Wednesday, January 2, 2013

BlackPast.org Blog: The Black Sash 'began...when six white women met...to protest against the Nationalist Party, the architects of Apartheid'


The Black Sash, February 1968

Standing vigil against the Group Areas Act 1956 
(Shirley Singer, far right)

Wednesday, January 2, 2013
The Black Sash
The history of the Pan Africanist Congress (PAC), African National Congress (ANC), South African Students' Organization (SASO), and the fight for liberation in South Africa is well known. Less well known is the organization called The Black Sash. This organization of volunteers began in May 1955, when six white women met to try to figure out what they could do to protest against the Nationalist Party, the architects of Apartheid, which was making a mockery of the Constitution which had been created in 1909.

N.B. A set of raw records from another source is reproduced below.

// SPDX-License-Identifier: Apache-2.0 OR MIT
// Copyright (c) 2025-2026 naskel.com

//! In-process transport.
//!
//! Sends are queued and served during [`Transport::progress`]: the
//! registered handler for the opcode runs against a fresh reply buffer and
//! the completion closure fires on the progress thread, exactly like a
//! wire transport would deliver a remote reply.
//!
//! Fault injection hooks let tests exercise the failure paths:
//! - [`fail_destination`](LoopbackTransport::fail_destination): requests
//!   reach the transport but complete with the given error code.
//! - [`refuse_destination`](LoopbackTransport::refuse_destination): the
//!   send call itself fails synchronously.
//! - [`drop_destination`](LoopbackTransport::drop_destination): requests
//!   are accepted and never complete (for timeout tests).

use std::sync::atomic::{AtomicU64, Ordering};
use std::sync::Arc;
use std::time::Duration;

use crossbeam::queue::SegQueue;
use dashmap::DashMap;

use crate::error::{Error, RpcResult};
use crate::group::Destination;
use crate::registry::{Opcode, OpcodeRegistry};
use crate::transport::{SendCompletion, Transport, TransportHandle, TransportReply};

/// Error code completed for opcodes registered without a handler.
pub const NO_HANDLER_RC: i32 = -2003;

struct HandleInfo {
    dest: Destination,
    opcode: Opcode,
}

struct QueuedSend {
    handle: TransportHandle,
    input: Vec<u8>,
    on_complete: SendCompletion,
}

/// Loopback transport serving handlers from an [`OpcodeRegistry`].
pub struct LoopbackTransport {
    registry: Arc<OpcodeRegistry>,
    next_handle: AtomicU64,
    handles: DashMap<TransportHandle, HandleInfo>,
    ready: SegQueue<QueuedSend>,
    // addr -> injected error code
    faults: DashMap<String, i32>,
    refused: DashMap<String, i32>,
    dropped: DashMap<String, ()>,
}

impl LoopbackTransport {
    /// Create a loopback transport serving the given registry's handlers.
    #[must_use]
    pub fn new(registry: Arc<OpcodeRegistry>) -> Self {
        Self {
            registry,
            next_handle: AtomicU64::new(1),
            handles: DashMap::new(),
            ready: SegQueue::new(),
            faults: DashMap::new(),
            refused: DashMap::new(),
            dropped: DashMap::new(),
        }
    }

    /// Complete every request to `addr` with `code` instead of running the
    /// handler.
    pub fn fail_destination(&self, addr: impl Into<String>, code: i32) {
        self.faults.insert(addr.into(), code);
    }

    /// Make `send` to `addr` fail synchronously with `code`.
    pub fn refuse_destination(&self, addr: impl Into<String>, code: i32) {
        self.refused.insert(addr.into(), code);
    }

    /// Accept requests to `addr` and never complete them.
    pub fn drop_destination(&self, addr: impl Into<String>) {
        self.dropped.insert(addr.into(), ());
    }

    /// Clear all injected faults.
    pub fn clear_faults(&self) {
        self.faults.clear();
        self.refused.clear();
        self.dropped.clear();
    }

    #[cfg(test)]
    fn handle_count(&self) -> usize {
        self.handles.len()
    }

    fn serve(&self, queued: QueuedSend) {
        // Clone out of the handle table before invoking the completion:
        // the closure may call back into destroy_handle.
        let (dest, opcode) = match self.handles.get(&queued.handle) {
            Some(info) => (info.dest.clone(), info.opcode),
            None => {
                log::error!("loopback: completion for unknown handle {}", queued.handle);
                return;
            }
        };

        if let Some(code) = self.faults.get(&dest.addr).map(|c| *c) {
            log::debug!(
                "loopback: injected failure {} for {} (handle {})",
                code,
                dest,
                queued.handle
            );
            (queued.on_complete)(TransportReply {
                status: Err(code),
                output: Vec::new(),
            });
            return;
        }

        let reply = match self.registry.lookup(opcode) {
            Ok(entry) => {
                let mut output = vec![0u8; entry.output_size];
                match entry.handler {
                    Some(handler) => match handler(&queued.input, &mut output) {
                        Ok(()) => TransportReply {
                            status: Ok(()),
                            output,
                        },
                        Err(code) => TransportReply {
                            status: Err(code),
                            output: Vec::new(),
                        },
                    },
                    None => TransportReply {
                        status: Err(NO_HANDLER_RC),
                        output: Vec::new(),
                    },
                }
            }
            Err(_) => TransportReply {
                status: Err(NO_HANDLER_RC),
                output: Vec::new(),
            },
        };

        (queued.on_complete)(reply);
    }
}

impl Transport for LoopbackTransport {
    fn create_handle(&self, dest: &Destination, opcode: Opcode) -> RpcResult<TransportHandle> {
        let handle = self.next_handle.fetch_add(1, Ordering::Relaxed);
        self.handles.insert(
            handle,
            HandleInfo {
                dest: dest.clone(),
                opcode,
            },
        );
        Ok(handle)
    }

    fn send(
        &self,
        handle: TransportHandle,
        input: &[u8],
        on_complete: SendCompletion,
    ) -> RpcResult<()> {
        let Some(info) = self.handles.get(&handle) else {
            return Err(Error::InvalidState("send on unknown transport handle"));
        };

        if let Some(code) = self.refused.get(&info.dest.addr) {
            return Err(Error::Transport(*code));
        }
        if self.dropped.contains_key(&info.dest.addr) {
            log::debug!("loopback: dropping request to {}", info.dest);
            drop(info);
            // No completion will ever reference this handle again.
            self.handles.remove(&handle);
            return Ok(());
        }
        drop(info);

        self.ready.push(QueuedSend {
            handle,
            input: input.to_vec(),
            on_complete,
        });
        Ok(())
    }

    fn progress(&self, slice: Duration) -> RpcResult<()> {
        let mut served = 0usize;
        // Drain only what is queued at entry; completions may enqueue
        // follow-up sends, which belong to the next round.
        let batch = self.ready.len();
        while served < batch {
            let Some(queued) = self.ready.pop() else { break };
            self.serve(queued);
            served += 1;
        }

        if served == 0 && !slice.is_zero() {
            std::thread::sleep(slice);
        }
        Ok(())
    }

    fn destroy_handle(&self, handle: TransportHandle) {
        self.handles.remove(&handle);
    }
}

#[cfg(test)]
mod tests {
    use super::*;
    use crate::registry::OpcodeEntry;
    use std::sync::atomic::AtomicBool;

    fn registry_with_echo(opc: Opcode) -> Arc<OpcodeRegistry> {
        let registry = OpcodeRegistry::new();
        registry
            .register(
                opc,
                OpcodeEntry {
                    input_size: 4,
                    output_size: 4,
                    handler: Some(Arc::new(|input, output| {
                        output.copy_from_slice(input);
                        Ok(())
                    })),
                },
            )
            .unwrap();
        Arc::new(registry)
    }

    #[test]
    fn test_serve_handler_on_progress() {
        let opc = Opcode(0x30);
        let transport = LoopbackTransport::new(registry_with_echo(opc));
        let dest = Destination::direct("node0");
        let handle = transport.create_handle(&dest, opc).unwrap();

        let fired = Arc::new(AtomicBool::new(false));
        let fired_cl = fired.clone();
        transport
            .send(
                handle,
                &[1, 2, 3, 4],
                Box::new(move |reply| {
                    assert_eq!(reply.status, Ok(()));
                    assert_eq!(reply.output, vec![1, 2, 3, 4]);
                    fired_cl.store(true, Ordering::SeqCst);
                }),
            )
            .unwrap();

        assert!(!fired.load(Ordering::SeqCst));
        transport.progress(Duration::ZERO).unwrap();
        assert!(fired.load(Ordering::SeqCst));
    }

    #[test]
    fn test_injected_fault() {
        let opc = Opcode(0x31);
        let transport = LoopbackTransport::new(registry_with_echo(opc));
        let dest = Destination::direct("bad");
        transport.fail_destination("bad", 7);

        let handle = transport.create_handle(&dest, opc).unwrap();
        let fired = Arc::new(AtomicBool::new(false));
        let fired_cl = fired.clone();
        transport
            .send(
                handle,
                &[0, 0, 0, 0],
                Box::new(move |reply| {
                    assert_eq!(reply.status, Err(7));
                    fired_cl.store(true, Ordering::SeqCst);
                }),
            )
            .unwrap();
        transport.progress(Duration::ZERO).unwrap();
        assert!(fired.load(Ordering::SeqCst));
    }

    #[test]
    fn test_dropped_send_releases_handle() {
        let opc = Opcode(0x33);
        let transport = LoopbackTransport::new(registry_with_echo(opc));
        transport.drop_destination("hole");

        let dest = Destination::direct("hole");
        let handle = transport.create_handle(&dest, opc).unwrap();
        assert_eq!(transport.handle_count(), 1);

        transport
            .send(
                handle,
                &[0, 0, 0, 0],
                Box::new(|_| panic!("dropped request must not complete")),
            )
            .unwrap();
        assert_eq!(transport.handle_count(), 0);

        transport.progress(Duration::ZERO).unwrap();
    }

    #[test]
    fn test_refused_send() {
        let opc = Opcode(0x32);
        let transport = LoopbackTransport::new(registry_with_echo(opc));
        transport.refuse_destination("gone", 13);

        let dest = Destination::direct("gone");
        let handle = transport.create_handle(&dest, opc).unwrap();
        let rc = transport.send(handle, &[0, 0, 0, 0], Box::new(|_| {}));
        assert_eq!(rc, Err(Error::Transport(13)));
    }
}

On the 25th May 1955, 2,500 women marched in Pretoria to protest. So infuriated were these women, they drew up two petitions to be sent to Parliament, to be signed by women only. Against all odds, delays, and other obstacles, they gathered 100,000 signatures. In vain. Thus was born a movement that would work assiduously, bearing Gandhi's principles of non-violence in mind, to defeat Apartheid, to bear witness to atrocities, to mourn the removal of rights and dignities, to provide moral support and courage to those treated unjustly, to stand vigil against the moral turpitude of the supporters of Apartheid. More often than not, these women were pelted with eggs, tomatoes, and verbal abuse as they stood silent, the least they could do in the face of the violence being done to Non-White people and the trampling of democratic principles.